# Import Airfoil design Dataset

The aim of this notebook is to shows how the challenge datasets could be downloaded and imported using LIPS features.

### Prerequisites

Install the LIPS framework if it is not already done. For more information look at the LIPS framework [Github repository](https://github.com/IRT-SystemX/LIPS) 

In [None]:
# !pip install -r requirements.txt
# or 
# !pip install -U .

Install the AirfRANS package

In [None]:
# !pip install airfrans

In [None]:
#### Import required packages
import os
from lips import get_root_path
from lips.dataset.airfransDataSet import download_data
from lips.benchmark.airfransBenchmark import AirfRANSBenchmark

In [None]:
# indicate required paths
LIPS_PATH = get_root_path()
DIRECTORY_NAME = 'Dataset'
BENCHMARK_NAME = "Case1"
LOG_PATH = LIPS_PATH + "lips_logs.log"

Define the configuration files path.

In [None]:
BENCH_CONFIG_PATH = os.path.join("airfoilConfigurations","benchmarks","confAirfoil.ini") #Configuration file related to the benchmark

Download the data

In [None]:
if not os.path.isdir(DIRECTORY_NAME):
    download_data(root_path=".", directory_name=DIRECTORY_NAME)

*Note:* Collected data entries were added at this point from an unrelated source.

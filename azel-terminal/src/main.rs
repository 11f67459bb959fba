/// AZEL Terminal Demo - scene graph rendered through the azimuth/elevation camera
///
/// Controls:
///   - W/S, A/D, E/R: Move the camera
///   - Arrow Keys: Turn and pitch the camera
///   - Q/ESC: Quit
use azel_core::FsSource;
use azel_terminal::{build_scene, AppConfig, AppError, TerminalApp};
use clap::Parser;
use std::path::PathBuf;

#[derive(Debug, Parser)]
#[command(name = "azel-terminal", about = "Render an AZEL scene in the terminal")]
struct Args {
    /// TOML configuration file
    #[arg(short, long)]
    config: Option<PathBuf>,

    /// Mesh (.obj) to import in addition to the configured ones
    #[arg(long)]
    obj: Option<String>,

    /// Material (.mtl) file for --obj
    #[arg(long, requires = "obj")]
    mtl: Option<String>,

    /// Uniform scale applied to --obj positions
    #[arg(long, default_value_t = 1.0)]
    scale: f32,

    /// Skip the built-in demo scene
    #[arg(long)]
    no_demo: bool,

    /// Target frames per second
    #[arg(long)]
    fps: Option<u32>,
}

fn main() -> Result<(), AppError> {
    env_logger::Builder::from_env(env_logger::Env::default().default_filter_or("warn")).init();

    let args = Args::parse();
    let mut config = match &args.config {
        Some(path) => AppConfig::load(path)?,
        None => AppConfig::default(),
    };

    if args.no_demo {
        config.demo_scene = false;
    }
    if let Some(fps) = args.fps {
        config.target_fps = fps;
    }
    if let Some(obj) = args.obj {
        config.meshes.push(azel_terminal::config::MeshConfig {
            name: "mesh".to_string(),
            obj,
            mtl: args.mtl,
            scale: args.scale,
        });
    }

    println!("AZEL Terminal Renderer - Loading...");
    let scene = build_scene(&config, &FsSource)?;
    log::info!("scene ready: {} entities", scene.len());

    println!("Starting terminal renderer (press Q to quit)...");
    std::thread::sleep(std::time::Duration::from_secs(1));

    // Run the terminal app
    let mut app = TerminalApp::new(scene, config)?;
    app.run()?;

    println!("Thank you for using AZEL Terminal Renderer!");
    Ok(())
}
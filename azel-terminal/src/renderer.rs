/// Truecolor half-block presenter for terminal output
use azel_core::{FrameBuffer, Rgb};
use crossterm::{
    cursor,
    style::{Color, Print, ResetColor, SetBackgroundColor, SetForegroundColor},
    QueueableCommand,
};
use std::io::Write;

/// Upper half block: foreground paints the top pixel, background the bottom
const HALF_BLOCK: char = '\u{2580}';

/// Writes a framebuffer to the terminal, two pixel rows per character row
pub struct TerminalPresenter {
    columns: u16,
    rows: u16,
}

impl TerminalPresenter {
    pub fn new(columns: u16, rows: u16) -> Self {
        Self { columns, rows }
    }

    pub fn resize(&mut self, columns: u16, rows: u16) {
        self.columns = columns;
        self.rows = rows;
    }

    /// Framebuffer dimensions that fill the terminal
    pub fn framebuffer_size(&self) -> (usize, usize) {
        (self.columns as usize, self.rows as usize * 2)
    }

    pub fn draw<W: Write>(&self, framebuffer: &FrameBuffer, writer: &mut W) -> std::io::Result<()> {
        let mut last: Option<(Rgb, Rgb)> = None;
        let pixel_rows = framebuffer.height().div_ceil(2) as u16;

        for row in 0..self.rows.min(pixel_rows) {
            writer.queue(cursor::MoveTo(0, row))?;
            let top_y = row as i32 * 2;
            for x in 0..self.columns.min(framebuffer.width() as u16) {
                let top = framebuffer.pixel(x as i32, top_y).unwrap_or(Rgb::BLACK);
                let bottom = framebuffer.pixel(x as i32, top_y + 1).unwrap_or(Rgb::BLACK);

                // Only emit color changes
                if last != Some((top, bottom)) {
                    writer.queue(SetForegroundColor(to_color(top)))?;
                    writer.queue(SetBackgroundColor(to_color(bottom)))?;
                    last = Some((top, bottom));
                }
                writer.queue(Print(HALF_BLOCK))?;
            }
        }
        writer.queue(ResetColor)?;
        Ok(())
    }
}

fn to_color(c: Rgb) -> Color {
    Color::Rgb { r: c.r, g: c.g, b: c.b }
}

In order to load the data on disk, we rely on the `load` method of the dedicated benchmark class. On could also load individually each dataset if required.

However, note that in the context of this competition, the datasets considered are loaded by using the airfrans dataset but with some modifications, namely:

- Train dataset: 'scarce' task, training split, filtered to keep the simulation where the number of reynolds is between 3e6  and 5e6
- Test dataset: 'full' task, testing split
- OOD dataset: reynolds task, testing split

In [None]:
benchmark=AirfRANSBenchmark(benchmark_path = DIRECTORY_NAME,
                            config_path = BENCH_CONFIG_PATH,
                            benchmark_name = BENCHMARK_NAME,
                            log_path = LOG_PATH)
benchmark.load(path=DIRECTORY_NAME)

We can also have a look at the datasets loaded (meaning all the features, labels)

In [None]:
print("train dataset: ", benchmark.train_dataset)
print("test dataset: ", benchmark._test_dataset )
print("test dataset: ", benchmark._test_ood_dataset )

For each dataset, the number of samples within it is the overall number of nodes in the whole dataset. Therefore, each variable within the dataset arises from the concatenation of each nodal quantities

Thus, it can also be intesresting to retrieve the number of physical simulation in each of them. It can be done with the method `get_simulations_sizes` from the `Dataset` class.

In [None]:
for datasetName,dataset in zip(["Train","Test","OOD"],[benchmark.train_dataset,benchmark._test_dataset,benchmark._test_ood_dataset]):
    print("%s dataset: "%datasetName)
    print("\t Number of simulations:", len(dataset.get_simulations_sizes()))